• Lorsqu'on a plus que le trouble pour soi...

     

    Il est clair qu'il y a deux mondes qui s'affrontent :

    celui où l'individuation est réelle, créatrice et dont le talent est mutilé par des approches trop verticales, pas assez respectueuses de l'expertise propre, sans parler du fait que seule cette approche de gouvernance est réellement efficace en terme de compréhension de la complexité des enjeux, et surtout de la finesse de la réponse à apporter. Mais hélas, le haut niveau d'individuation des individus est ici nécessaire pour rendre cette approche efficace.

    Face à cela, il y a l'autre monde dans lequel les individus sont plus épris d'individualisme, et non d'individuation, parfois plus précaires, plus court-termistes, moins conscient de la spécificité des enjeux actuels, et qui oscillent entre l'appel à l'aide et la vision très illusoire d'un homme providentiel, et simultanément le refus d'un gouvernement des élites, jugées trop oligarchiques, pas assez exemplaire pour être digne d'être reconnues comme chefs.

    Le deuxième grand mouvement qui structure la société, actuellement, est bel et bien ressentimiste, du moins avec de fortes tendance à l’être : les individus sont piégés, alternant agressivité et dénigrement ; puérils, ils se sentent démunis, sans pour autant s'engager pour s’extraire de la posture de victimes. Phénomène qui fait écho à la situation clinique bien connue des patients produisant de la non-issue. Ces derniers sont extrêmement ingénieux dans l'absence de solution ; tout ce qui est proposé a déjà été tenté et c'est révélé inefficace ; tout ce qui n'a pas été tenté est dévalorisé. Leur arrogance est immense - sans doute le seul rempart défensif contre l'envahissement définitif de la mésestime de soi -, ils savent mieux que personne, eux qui ne produisent pas de solution, ce qu’est une issue. Et là, il n'y en a pas. Contre cette volonté farouche d'empêcher la production d'une issue, à la limite de la psychose, il n'est pas simple de se positionner : proposer une issue, voire plusieurs, est inmanquablement rejeté - ces patients trouvant encore leur seule jouissance dans la mise en échec de leur analyste  - ne rien proposer n'enraie pas pour autant la répétition dans la non-issue. Il faut trouver un autre seuil où œuvrer, un espace où la rivalité mimétique n'a plus de prise, ou la « comparaison » comme dirait Fanon, cesse. Il faut les sortir de ce narcissisme d'être inconsolable ou inguérissable.

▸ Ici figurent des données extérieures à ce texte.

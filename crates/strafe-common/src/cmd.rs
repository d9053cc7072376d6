// cmd.rs — script command processing: buffer, tokenizer, expansion, dispatch

use crate::common::{com_printf, com_wprintf};
use crate::shared::{MAX_ALIAS_NAME, MAX_STRING_CHARS, MAX_STRING_TOKENS};
use crate::wildcards::wildcard_match;

use std::collections::{HashMap, VecDeque};
use thiserror::Error;

/// Default command buffer capacity in bytes.
pub const CMD_BUFFER_SIZE: usize = 65536;
/// Alias dispatches allowed per buffer drain before the loop guard trips.
pub const ALIAS_LOOP_COUNT: u32 = 16;
/// Substitutions allowed in one expansion before the loop guard trips.
pub const EXPANSION_LOOP_COUNT: u32 = 100;

// ============================================================
// Failure taxonomy for the expander
// ============================================================

#[derive(Debug, Clone, Copy, PartialEq, Eq, Error)]
pub enum ExpandError {
    #[error("line exceeded {limit} chars")]
    TooLong { limit: usize },
    #[error("line has unmatched quote")]
    UnmatchedQuote,
    #[error("macro expansion loop")]
    ExpansionLoop,
}

/// When to run text handed to cbuf_execute_text.
#[derive(Debug, Clone, Copy, PartialEq, Eq)]
pub enum ExecWhen {
    /// Bypass the buffer and dispatch immediately.
    Now,
    /// Prepend, so the text runs before anything already queued.
    Insert,
    /// Append at the logical end.
    Append,
}

/// Expansion mode. AliasArgs resolves only positional parameters so that
/// unrelated `$` text inside alias bodies survives verbatim.
#[derive(Debug, Clone, Copy, PartialEq, Eq)]
pub enum ExpandMode {
    Normal,
    AliasArgs,
}

// ============================================================
// Handler and collaborator callback types
// ============================================================

pub type CmdFn = Box<dyn Fn(&mut CmdSystem) + Send>;
pub type CompleterFn = Box<dyn Fn(&str) -> Vec<String> + Send>;
pub type MacroFn = Box<dyn Fn() -> String + Send>;

/// How the interpreter sees a console variable during expansion and
/// registration checks.
pub struct VarView {
    pub value: String,
    /// Suppresses expansion of the variable's value.
    pub private: bool,
    /// User-created or volatile; such a name may be shadowed by a
    /// command or macro registration.
    pub weak: bool,
}

pub type VarLookupFn = Box<dyn Fn(&str) -> Option<VarView> + Send>;
/// Set/query via command line. Returns true when token 0 named a variable.
pub type VarCommandFn = Box<dyn Fn(&mut CmdSystem) -> bool + Send>;
/// Forward the current line to the remote peer; false when not connected.
pub type ForwardFn = Box<dyn Fn(&CmdSystem) -> bool + Send>;
/// Script file loader for `exec`.
pub type FsLoadFn = Box<dyn Fn(&str) -> Option<Vec<u8>> + Send>;

// ============================================================
// Registry records
// ============================================================

pub struct CmdAlias {
    pub name: String,
    pub value: String,
}

pub struct CmdEntry {
    pub name: String,
    /// None marks a completion placeholder; dispatch forwards it.
    pub handler: Option<CmdFn>,
    pub completer: Option<CompleterFn>,
}

pub struct CmdMacro {
    pub name: String,
    pub format: MacroFn,
}

/// Option table entry for the handler-side option walker. A ':' after
/// the short character marks a required argument; the rest of the short
/// string names it for help output (e.g. "f:filename").
pub struct CmdOption {
    pub sh: &'static str,
    pub lo: &'static str,
    pub help: &'static str,
}

// ============================================================
// Command buffer
// ============================================================

/// Bounded text queue of pending statements. Front removal and prepend
/// are deque operations; statement boundaries are found at flush time by
/// scanning the whole remaining buffer with quote parity, because text
/// prepended later can change where an earlier boundary falls.
pub struct CmdBuf {
    text: VecDeque<u8>,
    capacity: usize,
    /// Frames to suspend before continuing execution. Decremented by the
    /// external per-frame driver, never by the flush itself.
    pub wait_count: u32,
    /// Alias dispatches since the last full drain.
    pub alias_count: u32,
}

impl CmdBuf {
    pub fn new(capacity: usize) -> Self {
        Self {
            text: VecDeque::with_capacity(capacity),
            capacity,
            wait_count: 0,
            alias_count: 0,
        }
    }

    pub fn len(&self) -> usize {
        self.text.len()
    }

    pub fn is_empty(&self) -> bool {
        self.text.is_empty()
    }

    pub fn capacity(&self) -> usize {
        self.capacity
    }
}

// ============================================================
// The interpreter context
// ============================================================

/// Owns the command buffer, the tokenized line, and the command, alias,
/// and macro registries. The variable store and the remote peer are
/// external collaborators reached through callbacks.
pub struct CmdSystem {
    pub buf: CmdBuf,

    // current tokenized line
    argv: Vec<String>,
    offsets: Vec<usize>,
    line: String,

    // option walker state
    optind: usize,
    optarg: String,
    optopt: String,

    aliases: Vec<CmdAlias>,
    alias_index: HashMap<String, usize>,

    macros: Vec<CmdMacro>,
    macro_index: HashMap<String, usize>,

    commands: Vec<CmdEntry>,
    command_index: HashMap<String, usize>,

    pub var_lookup: Option<VarLookupFn>,
    pub var_command: Option<VarCommandFn>,
    pub forward_to_remote: Option<ForwardFn>,
    pub fs_load: Option<FsLoadFn>,
}
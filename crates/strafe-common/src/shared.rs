// shared.rs — protocol types, limits, and math shared by every crate

use bitflags::bitflags;

pub type Vec3 = [f32; 3];

pub const VEC3_ORIGIN: Vec3 = [0.0, 0.0, 0.0];

// angle indexes
pub const PITCH: usize = 0;
pub const YAW: usize = 1;
pub const ROLL: usize = 2;

// ============================================================
// String limits
// ============================================================

/// Max length of a single statement after buffer-level splitting.
pub const MAX_STRING_CHARS: usize = 1024;
/// Max tokens per tokenized statement.
pub const MAX_STRING_TOKENS: usize = 80;
/// Max length of an alias name.
pub const MAX_ALIAS_NAME: usize = 32;

// ============================================================
// Vector math
// ============================================================

pub fn dot_product(a: &Vec3, b: &Vec3) -> f32 {
    a[0] * b[0] + a[1] * b[1] + a[2] * b[2]
}

pub fn cross_product(a: &Vec3, b: &Vec3) -> Vec3 {
    [
        a[1] * b[2] - a[2] * b[1],
        a[2] * b[0] - a[0] * b[2],
        a[0] * b[1] - a[1] * b[0],
    ]
}

pub fn vector_length(v: &Vec3) -> f32 {
    dot_product(v, v).sqrt()
}

pub fn vector_scale(v: &Vec3, s: f32) -> Vec3 {
    [v[0] * s, v[1] * s, v[2] * s]
}

pub fn vector_clear(v: &mut Vec3) {
    *v = VEC3_ORIGIN;
}

/// Normalize in place, returning the original length.
pub fn vector_normalize(v: &mut Vec3) -> f32 {
    let length = vector_length(v);
    if length != 0.0 {
        let ilength = 1.0 / length;
        v[0] *= ilength;
        v[1] *= ilength;
        v[2] *= ilength;
    }
    length
}

// ============================================================
// Network angle encoding
// ============================================================

pub fn angle2short(x: f32) -> i16 {
    ((x * 65536.0 / 360.0) as i32 & 65535) as i16
}

pub fn short2angle(x: i16) -> f32 {
    x as f32 * (360.0 / 65536.0)
}

/// Build forward/right/up basis vectors from euler angles (degrees).
pub fn angle_vectors(
    angles: &Vec3,
    forward: Option<&mut Vec3>,
    right: Option<&mut Vec3>,
    up: Option<&mut Vec3>,
) {
    let angle = angles[YAW] * (std::f32::consts::PI * 2.0 / 360.0);
    let sy = angle.sin();
    let cy = angle.cos();
    let angle = angles[PITCH] * (std::f32::consts::PI * 2.0 / 360.0);
    let sp = angle.sin();
    let cp = angle.cos();
    let angle = angles[ROLL] * (std::f32::consts::PI * 2.0 / 360.0);
    let sr = angle.sin();
    let cr = angle.cos();

    if let Some(f) = forward {
        f[0] = cp * cy;
        f[1] = cp * sy;
        f[2] = -sp;
    }
    if let Some(r) = right {
        r[0] = -sr * sp * cy + cr * sy;
        r[1] = -sr * sp * sy - cr * cy;
        r[2] = -sr * cp;
    }
    if let Some(u) = up {
        u[0] = cr * sp * cy + sr * sy;
        u[1] = cr * sp * sy - sr * cy;
        u[2] = cr * cp;
    }
}

// ============================================================
// Content flags and masks
// ============================================================

pub const CONTENTS_SOLID: i32 = 1;
pub const CONTENTS_WINDOW: i32 = 2;
pub const CONTENTS_AUX: i32 = 4;
pub const CONTENTS_LAVA: i32 = 8;
pub const CONTENTS_SLIME: i32 = 16;
pub const CONTENTS_WATER: i32 = 32;
pub const CONTENTS_MIST: i32 = 64;

pub const CONTENTS_PLAYERCLIP: i32 = 0x10000;
pub const CONTENTS_MONSTERCLIP: i32 = 0x20000;

pub const CONTENTS_CURRENT_0: i32 = 0x40000;
pub const CONTENTS_CURRENT_90: i32 = 0x80000;
pub const CONTENTS_CURRENT_180: i32 = 0x100000;
pub const CONTENTS_CURRENT_270: i32 = 0x200000;
pub const CONTENTS_CURRENT_UP: i32 = 0x400000;
pub const CONTENTS_CURRENT_DOWN: i32 = 0x800000;

pub const CONTENTS_MONSTER: i32 = 0x2000000;
pub const CONTENTS_DEADMONSTER: i32 = 0x4000000;

pub const MASK_SOLID: i32 = CONTENTS_SOLID | CONTENTS_WINDOW;
pub const MASK_PLAYERSOLID: i32 =
    CONTENTS_SOLID | CONTENTS_PLAYERCLIP | CONTENTS_WINDOW | CONTENTS_MONSTER;
pub const MASK_DEADSOLID: i32 = CONTENTS_SOLID | CONTENTS_PLAYERCLIP | CONTENTS_WINDOW;
pub const MASK_WATER: i32 = CONTENTS_WATER | CONTENTS_LAVA | CONTENTS_SLIME;
pub const MASK_CURRENT: i32 = CONTENTS_CURRENT_0
    | CONTENTS_CURRENT_90
    | CONTENTS_CURRENT_180
    | CONTENTS_CURRENT_270
    | CONTENTS_CURRENT_UP
    | CONTENTS_CURRENT_DOWN;

// surface flags (only the one movement cares about)
pub const SURF_SLICK: i32 = 0x2;

// ============================================================
// Collision plane / surface / trace
// ============================================================

#[derive(Debug, Clone, Copy, Default)]
pub struct CPlane {
    pub normal: Vec3,
    pub dist: f32,
    pub plane_type: u8,
    pub signbits: u8,
}

#[derive(Debug, Clone, Default)]
pub struct CSurface {
    pub name: String,
    pub flags: i32,
    pub value: i32,
}

/// Result of a segment trace through world and solids.
#[derive(Debug, Clone)]
pub struct Trace {
    pub allsolid: bool,
    pub startsolid: bool,
    pub fraction: f32,
    pub endpos: Vec3,
    pub plane: CPlane,
    pub surface: Option<CSurface>,
    pub contents: i32,
    /// Blocking entity number, -1 for none.
    pub ent: i32,
}

impl Default for Trace {
    fn default() -> Self {
        Self {
            allsolid: false,
            startsolid: false,
            fraction: 1.0,
            endpos: VEC3_ORIGIN,
            plane: CPlane::default(),
            surface: None,
            contents: 0,
            ent: -1,
        }
    }
}

// ============================================================
// Player movement wire state
// ============================================================

#[derive(Debug, Clone, Copy, PartialEq, Eq, Default)]
#[repr(i32)]
pub enum PmType {
    #[default]
    Normal = 0,
    Spectator = 1,
    Dead = 2,
    Gib = 3,
    Freeze = 4,
}

bitflags! {
    /// Movement state flags, carried bit-accurate between server and client.
    #[derive(Clone, Copy, Debug, Default, PartialEq, Eq)]
    pub struct PmFlags: u8 {
        const DUCKED         = 1;
        const JUMP_HELD      = 2;
        const ON_GROUND      = 4;
        const TIME_WATERJUMP = 8;
        const TIME_LAND      = 16;
        const TIME_TELEPORT  = 32;
        const NO_PREDICTION  = 64;
    }
}

/// Communicated bit-accurate between server and client for prediction
/// sync. No floats — origin and velocity are 12.3 fixed point.
#[derive(Debug, Clone, Copy, Default, PartialEq)]
pub struct PmoveState {
    pub pm_type: PmType,
    pub origin: [i16; 3],
    pub velocity: [i16; 3],
    pub pm_flags: PmFlags,
    pub pm_time: u8,
    pub gravity: i16,
    pub delta_angles: [i16; 3],
}

// ============================================================
// User command
// ============================================================

pub const BUTTON_ATTACK: u8 = 1;
pub const BUTTON_USE: u8 = 2;
pub const BUTTON_ANY: u8 = 128;

#[derive(Debug, Clone, Copy, Default)]
pub struct UserCmd {
    pub msec: u8,
    pub buttons: u8,
    pub angles: [i16; 3],
    pub forwardmove: i16,
    pub sidemove: i16,
    pub upmove: i16,
    pub impulse: u8,
    pub lightlevel: u8,
}

// ============================================================
// Pmove in/out block
// ============================================================

pub const MAXTOUCH: usize = 32;
pub const MAX_CLIP_PLANES: usize = 5;

/// Everything one movement step consumes and produces. The world-query
/// capability is passed separately; this is pure data.
#[derive(Debug, Clone)]
pub struct PmoveData {
    pub s: PmoveState,

    // in
    pub cmd: UserCmd,
    pub snapinitial: bool,
    pub clip_mask: i32,

    // out
    pub numtouch: usize,
    pub touchents: [i32; MAXTOUCH],
    pub viewangles: Vec3,
    pub viewheight: f32,
    pub mins: Vec3,
    pub maxs: Vec3,
    pub groundentity: i32,
    pub watertype: i32,
    pub waterlevel: i32,
}

impl Default for PmoveData {
    fn default() -> Self {
        Self {
            s: PmoveState::default(),
            cmd: UserCmd::default(),
            snapinitial: false,
            clip_mask: MASK_PLAYERSOLID,
            numtouch: 0,
            touchents: [-1; MAXTOUCH],
            viewangles: VEC3_ORIGIN,
            viewheight: 0.0,
            mins: VEC3_ORIGIN,
            maxs: VEC3_ORIGIN,
            groundentity: -1,
            watertype: 0,
            waterlevel: 0,
        }
    }
}

// ============================================================
// Tests
// ============================================================

#[cfg(test)]
mod tests {
    use super::*;

    #[test]
    fn test_angle_roundtrip() {
        for deg in [0.0f32, 45.0, 90.0, 180.0, 270.0] {
            let s = angle2short(deg);
            let back = short2angle(s);
            assert!((back - deg).abs() < 0.01, "{} -> {} -> {}", deg, s, back);
        }
    }

    #[test]
    fn test_short2angle_quarter_turn() {
        assert!((short2angle(16384) - 90.0).abs() < 0.001);
        assert!((short2angle(-16384) + 90.0).abs() < 0.001);
    }

    #[test]
    fn test_normalize_returns_length() {
        let mut v = [3.0, 4.0, 0.0];
        let len = vector_normalize(&mut v);
        assert!((len - 5.0).abs() < 0.0001);
        assert!((vector_length(&v) - 1.0).abs() < 0.0001);
    }

    #[test]
    fn test_normalize_zero_vector() {
        let mut v = VEC3_ORIGIN;
        assert_eq!(vector_normalize(&mut v), 0.0);
        assert_eq!(v, VEC3_ORIGIN);
    }

    #[test]
    fn test_angle_vectors_straight_ahead() {
        let mut forward = VEC3_ORIGIN;
        angle_vectors(&[0.0, 0.0, 0.0], Some(&mut forward), None, None);
        assert!((forward[0] - 1.0).abs() < 0.0001);
        assert!(forward[1].abs() < 0.0001);
        assert!(forward[2].abs() < 0.0001);
    }

    #[test]
    fn test_angle_vectors_yaw_90() {
        let mut forward = VEC3_ORIGIN;
        let mut right = VEC3_ORIGIN;
        angle_vectors(&[0.0, 90.0, 0.0], Some(&mut forward), Some(&mut right), None);
        assert!(forward[0].abs() < 0.0001);
        assert!((forward[1] - 1.0).abs() < 0.0001);
        // right stays perpendicular
        assert!(dot_product(&forward, &right).abs() < 0.0001);
    }

    #[test]
    fn test_cross_product_basis() {
        let x = [1.0, 0.0, 0.0];
        let y = [0.0, 1.0, 0.0];
        assert_eq!(cross_product(&x, &y), [0.0, 0.0, 1.0]);
    }

    #[test]
    fn test_pm_flags_are_wire_compatible() {
        let f = PmFlags::ON_GROUND | PmFlags::DUCKED;
        assert_eq!(f.bits(), 5);
        assert_eq!(PmFlags::from_bits_truncate(5), f);
    }
}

    Ce refus de l'issue est pour le malade psychique le seul signe qu'il possède encore de son sujet ; telle est sa manière de faire sujet, lui ôter ce « négatif » le rend plus agressif encore. Lorsqu'on a plus que le trouble pour soi, il est quasiment impossible de l'abandonner.

     

     in "Ci-gît l'amer, guérir du ressentiment", Cynthia Fleury, Gallimard, 2020.